RHIC AFS cell unavailable
2/19/2009
Thu Feb 19 17:28:25 EST 2009
This item has been posted to rhic-rcf-l@lists.bnl.gov
Summary:
The RHIC AFS cell is currently unavailable.
Duration:2/19/09 17:09 - 2/19/09 17:30
Group Responsible:
GCE
Affected Area:
AFS
Expected User Impact:
AFS currently down
Maintenance Type:
Downtime
Submitted By:
John McCarthy (mccarthy@bnl.gov)
Description:
Service on one of the RHIC AFS file servers
went down. A salvage process is currently
running and AFS should be available after
the salvage process finishes.
FTS upgrade Tomorrow, February/19/2009
2/18/2009
Wed Feb 18 12:10:13 EST 2009
This item has been posted to rhic-rcf-l@lists.bnl.gov, usatlas-computing-l@lists.bnl.gov, usatlas-grid-l@lists.bnl.gov, usatlas-prodsys-l@lists.bnl.gov, atlas-project-adc-operations@cern.ch
Summary:
FTS will be relocated to BNL LHCOPN (192.12.15.0/24) and upgraded to FTS 2.1
Duration:
9:00AM, Thursday morning - 1:00PM, Thursday afternoon
Group Responsible:
Grid/GCE
Affected Area:
USATLAS Data transfer from Tier 2 back to BNL
Expected User Impact:
No data transfer from Tier 2 sites back to BNL during this period
Maintenance Type:
"Downtime"
Submitted By:
First Name Ito, Hiro, Hover, John, Dantong Yu
Description:
Last week, John Hover sent out email inquiry for FTS maintenance. And it was agreed to perform upgrade tomorrow. Details as follow:
Here is a proposed sequence of steps for the FTS switchover at 10:00am Thursday, February 19th. The purpose is to move FTS to RHEL4/gLite 3.1 from RHEL3/gLite 3.0.
(anytime)
-1) Config all FTAs (FTM?) on fts02.usatlas.bnl.gov
(10:00am)
0) Last moment production DB backup (needed?)

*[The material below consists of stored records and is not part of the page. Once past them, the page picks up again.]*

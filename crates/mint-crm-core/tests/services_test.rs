// Copyright (C) 2025 MINT CRM contributors
// SPDX-License-Identifier: AGPL-3.0-or-later
//! Assignment, escalation, email intake and template seeding against a real
//! database with mocked mail and SMS delivery.

#[macro_use]
mod common;

use chrono::{Duration, Utc};
use mint_crm_core::db::{self, PageRequest};
use mint_crm_core::models::{
    CaseResponseFilter, CaseSource, CaseStatus, NewCase, Priority, ResponseType, UserRole,
};
use mint_crm_core::permissions::CaseScope;
use mint_crm_core::services::escalation::AUTO_ESCALATION_NOTE;
use mint_crm_core::services::{self, InboundEmail};
use mint_crm_core::Error;

#[tokio::test]
async fn test_assign_case_notifies_assignee() {
    skip_if_no_db!();
    let pool = common::test_pool().await;
    let t = common::test_notifier(&pool);
    let manager = common::create_user(&pool, UserRole::Manager, "").await;
    let agent = common::create_user(&pool, UserRole::Agent, "251911223344").await;
    let customer = common::create_contact(&pool, "").await;
    let case = common::create_case(&pool, &customer, &manager, Priority::Medium).await;

    let outcome = services::assign_case(
        &pool,
        &t.notifier,
        case.id,
        agent.id,
        &manager,
        Some("Billing expert"),
    )
    .await
    .unwrap();

    assert_eq!(outcome.case.status, CaseStatus::Assigned);
    assert_eq!(outcome.case.assigned_to_id, Some(agent.id));
    assert!(outcome.notifications.email_sent);
    assert!(outcome.notifications.sms_sent);

    let mail = t.mailer.sent();
    assert_eq!(mail.len(), 1);
    assert_eq!(mail[0].to, vec![agent.email.clone()]);
    assert_eq!(mail[0].subject, format!("Case {} assigned to you", case.case_number));

    let sms = t.gateway.sent();
    assert_eq!(sms.len(), 1);
    assert_eq!(sms[0].phone, "0911223344");
    let expected = format!("Case #{} has been assigned to you", case.case_number);
    assert!(sms[0].message.starts_with(&expected));

    let notes = db::case_responses::list_responses(
        &pool,
        &CaseResponseFilter {
            case: Some(case.id),
            response_type: Some(ResponseType::System),
            ..Default::default()
        },
        CaseScope::All,
        PageRequest::default(),
    )
    .await
    .unwrap();
    assert_eq!(notes.len(), 1);
    assert!(notes[0].response.content.starts_with("Case assigned to Test"));
    assert!(notes[0].response.content.ends_with("Billing expert"));
}

#[tokio::test]
async fn test_customer_cannot_be_assignee() {
    skip_if_no_db!();
    let pool = common::test_pool().await;
    let t = common::test_notifier(&pool);
    let manager = common::create_user(&pool, UserRole::Manager, "").await;
    let portal_user = common::create_user(&pool, UserRole::Customer, "").await;
    let customer = common::create_contact(&pool, "").await;
    let case = common::create_case(&pool, &customer, &manager, Priority::Medium).await;

    let err = services::assign_case(&pool, &t.notifier, case.id, portal_user.id, &manager, None)
        .await
        .unwrap_err();
    assert!(matches!(err, Error::Validation(_)));
    assert!(t.mailer.sent().is_empty());
}

#[tokio::test]
async fn test_auto_assign_prefers_least_loaded_agent() {
    skip_if_no_db!();
    let pool = common::test_pool().await;
    let t = common::test_notifier(&pool);
    let manager = common::create_user(&pool, UserRole::Manager, "").await;
    let busy = common::create_user(&pool, UserRole::Agent, "").await;
    let idle = common::create_user(&pool, UserRole::Agent, "").await;
    let customer = common::create_contact(&pool, "").await;

    for _ in 0..2 {
        let open = common::create_case(&pool, &customer, &manager, Priority::Low).await;
        db::cases::assign(&pool, open.id, busy.id, CaseStatus::Assigned, None)
            .await
            .unwrap();
    }
    let case = common::create_case(&pool, &customer, &manager, Priority::Low).await;

    let outcome = services::auto_assign(&pool, &t.notifier, case.id, &manager)
        .await
        .unwrap();
    let assignee_id = outcome.case.assigned_to_id.expect("assigned");
    assert_ne!(assignee_id, busy.id);

    // The winner carries no more open work than the idle agent did.
    let (load,): (i64,) = sqlx::query_as(
        r#"
        SELECT COUNT(*) FROM cases
        WHERE assigned_to_id = $1 AND id <> $2
          AND status IN ('new', 'assigned', 'in_progress')
        "#,
    )
    .bind(assignee_id)
    .bind(case.id)
    .fetch_one(&pool)
    .await
    .unwrap();
    assert_eq!(load, 0, "idle agent {} was available", idle.id);

    let assignee = db::users::get_user(&pool, assignee_id).await.unwrap().unwrap();
    assert!(assignee.is_active);
    assert!(matches!(assignee.role, UserRole::Agent | UserRole::Manager));
}

#[tokio::test]
async fn test_manual_escalation_goes_to_a_manager() {
    skip_if_no_db!();
    let pool = common::test_pool().await;
    let t = common::test_notifier(&pool);
    let agent = common::create_user(&pool, UserRole::Agent, "").await;
    common::create_user(&pool, UserRole::Manager, "").await;
    let customer = common::create_contact(&pool, "").await;
    let case = common::create_case(&pool, &customer, &agent, Priority::Low).await;

    let outcome =
        services::escalate_case(&pool, &t.notifier, case.id, &agent, Some("Angry customer"))
            .await
            .unwrap();
    assert_eq!(outcome.case.status, CaseStatus::Escalated);
    assert_eq!(outcome.case.priority, Priority::High);
    let manager = db::users::get_user(&pool, outcome.case.assigned_to_id.unwrap())
        .await
        .unwrap()
        .unwrap();
    assert!(manager.is_manager());
}

#[tokio::test]
async fn test_overdue_sweep_bumps_priority() {
    skip_if_no_db!();
    let pool = common::test_pool().await;
    let t = common::test_notifier(&pool);
    let agent = common::create_user(&pool, UserRole::Agent, "").await;
    let customer = common::create_contact(&pool, "").await;

    let overdue = db::cases::create_case(
        &pool,
        &NewCase {
            title: "Overdue".into(),
            priority: Priority::Medium,
            customer_id: customer.id,
            assigned_to_id: Some(agent.id),
            due_date: Some(Utc::now() - Duration::hours(2)),
            ..Default::default()
        },
        agent.id,
    )
    .await
    .unwrap();
    let low = db::cases::create_case(
        &pool,
        &NewCase {
            title: "Overdue but low".into(),
            priority: Priority::Low,
            customer_id: customer.id,
            due_date: Some(Utc::now() - Duration::hours(2)),
            ..Default::default()
        },
        agent.id,
    )
    .await
    .unwrap();

    let escalated = services::escalate_overdue_cases(&pool, &t.notifier, Utc::now())
        .await
        .unwrap();
    assert!(escalated >= 1);

    let reloaded = db::cases::get_case(&pool, overdue.id).await.unwrap().unwrap();
    assert_eq!(reloaded.status, CaseStatus::Escalated);
    assert_eq!(reloaded.priority, Priority::High);

    let untouched = db::cases::get_case(&pool, low.id).await.unwrap().unwrap();
    assert_eq!(untouched.status, CaseStatus::New);
    assert_eq!(untouched.priority, Priority::Low);

    let notes = db::case_responses::list_responses(
        &pool,
        &CaseResponseFilter {
            case: Some(overdue.id),
            response_type: Some(ResponseType::System),
            ..Default::default()
        },
        CaseScope::All,
        PageRequest::default(),
    )
    .await
    .unwrap();
    assert!(notes.iter().any(|n| n.response.content == AUTO_ESCALATION_NOTE));
    assert!(t.mailer.sent().iter().any(|m| m.to == vec![agent.email.clone()]));

    // A second sweep leaves the already escalated case alone.
    services::escalate_overdue_cases(&pool, &t.notifier, Utc::now())
        .await
        .unwrap();
    let again = db::cases::get_case(&pool, overdue.id).await.unwrap().unwrap();
    assert_eq!(again.priority, Priority::High);
}

async fn overdue_case(
    pool: &sqlx::PgPool,
    customer: &mint_crm_core::models::Contact,
    creator: &mint_crm_core::models::User,
    title: &str,
) -> mint_crm_core::models::Case {
    db::cases::create_case(
        pool,
        &NewCase {
            title: title.into(),
            priority: Priority::Medium,
            customer_id: customer.id,
            due_date: Some(Utc::now() - Duration::hours(2)),
            ..Default::default()
        },
        creator.id,
    )
    .await
    .unwrap()
}

#[tokio::test]
async fn test_overdue_sweep_escalates_unassigned_case() {
    skip_if_no_db!();
    let pool = common::test_pool().await;
    let t = common::test_notifier(&pool);
    let agent = common::create_user(&pool, UserRole::Agent, "").await;
    let customer = common::create_contact(&pool, "").await;
    let case = overdue_case(&pool, &customer, &agent, "Nobody owns this").await;

    services::escalate_overdue_cases(&pool, &t.notifier, Utc::now())
        .await
        .unwrap();

    let reloaded = db::cases::get_case(&pool, case.id).await.unwrap().unwrap();
    assert_eq!(reloaded.status, CaseStatus::Escalated);
    assert_eq!(reloaded.priority, Priority::High);

    let notes = db::case_responses::list_responses(
        &pool,
        &CaseResponseFilter {
            case: Some(case.id),
            response_type: Some(ResponseType::System),
            ..Default::default()
        },
        CaseScope::All,
        PageRequest::default(),
    )
    .await
    .unwrap();
    assert_eq!(notes.len(), 1);
    // Authored by the first manager, or by the creator when there is none.
    let author = db::users::get_user(&pool, notes[0].response.author_id)
        .await
        .unwrap()
        .unwrap();
    assert!(author.id == agent.id || author.is_manager());
}

#[tokio::test]
async fn test_overdue_sweep_drains_every_batch() {
    skip_if_no_db!();
    let pool = common::test_pool().await;
    let t = common::test_notifier(&pool);
    let agent = common::create_user(&pool, UserRole::Agent, "").await;
    let customer = common::create_contact(&pool, "").await;

    let mut ids = Vec::new();
    for n in 0..3 {
        ids.push(overdue_case(&pool, &customer, &agent, &format!("Late {n}")).await.id);
    }

    let escalated =
        services::escalation::escalate_overdue_in_batches(&pool, &t.notifier, Utc::now(), 1)
            .await
            .unwrap();
    assert!(escalated >= 3);
    for id in ids {
        let case = db::cases::get_case(&pool, id).await.unwrap().unwrap();
        assert_eq!(case.status, CaseStatus::Escalated);
    }
}

#[tokio::test]
async fn test_case_from_inbound_email() {
    skip_if_no_db!();
    let pool = common::test_pool().await;
    let agent = common::create_user(&pool, UserRole::Agent, "").await;
    let address = common::unique_email("sender");

    let case = services::create_case_from_email(
        &pool,
        &InboundEmail {
            from: format!("Hanna Girma <{address}>"),
            subject: "Cannot log in".into(),
            body: "Password reset link is broken".into(),
            message_id: Some("<abc@mail>".into()),
            thread_id: None,
        },
        agent.id,
    )
    .await
    .unwrap();

    assert_eq!(case.title, "Cannot log in");
    assert_eq!(case.source, CaseSource::Email);
    assert_eq!(case.email_thread_id.as_deref(), Some("<abc@mail>"));

    let contact = db::contacts::get_contact(&pool, case.customer_id).await.unwrap().unwrap();
    assert_eq!(contact.email, address);
    assert_eq!(contact.first_name, "Hanna");
    assert_eq!(contact.last_name, "Girma");

    let responses = db::case_responses::list_responses(
        &pool,
        &CaseResponseFilter {
            case: Some(case.id),
            ..Default::default()
        },
        CaseScope::All,
        PageRequest::default(),
    )
    .await
    .unwrap();
    assert_eq!(responses.len(), 1);
    assert_eq!(responses[0].response.response_type, ResponseType::Customer);
    assert!(!responses[0].response.is_internal);
    assert_eq!(responses[0].response.email_from.as_deref(), Some(address.as_str()));

    // A second mail from the same sender reuses the contact.
    let second = services::create_case_from_email(
        &pool,
        &InboundEmail {
            from: address.clone(),
            subject: String::new(),
            body: "Still broken".into(),
            ..Default::default()
        },
        agent.id,
    )
    .await
    .unwrap();
    assert_eq!(second.customer_id, contact.id);
    assert_eq!(second.title, "Email Support Request");
}

#[tokio::test]
async fn test_template_seeding_is_idempotent() {
    skip_if_no_db!();
    let pool = common::test_pool().await;

    services::templates::seed_default_templates(&pool, None).await.unwrap();
    let second = services::templates::seed_default_templates(&pool, None).await.unwrap();
    assert_eq!(second.email_templates_created, 0);
    assert_eq!(second.sms_templates_created, 0);
}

1) Switch oracle client on fts02 from testdb to proddb
2) Perform 3.1 -> 3.2 schema upgrade using sqlplus
3) Start service on fts02. Confirm function.
(~10:30, all at once)
4) Switch DNS alias for fts.usatlas.bnl.gov to fts02 from lcg03.
5) Switch GOCDB FTS entry from lcg03 to fts.usatlas.
6) Switch site-BDII config from lcg03 to fts.usatlas.
(several days later)
7) Upgrade fts01 to RHEL4/gLite 3.1, config as fts02.
8) Move portion of FTAs from fts02 to fts01.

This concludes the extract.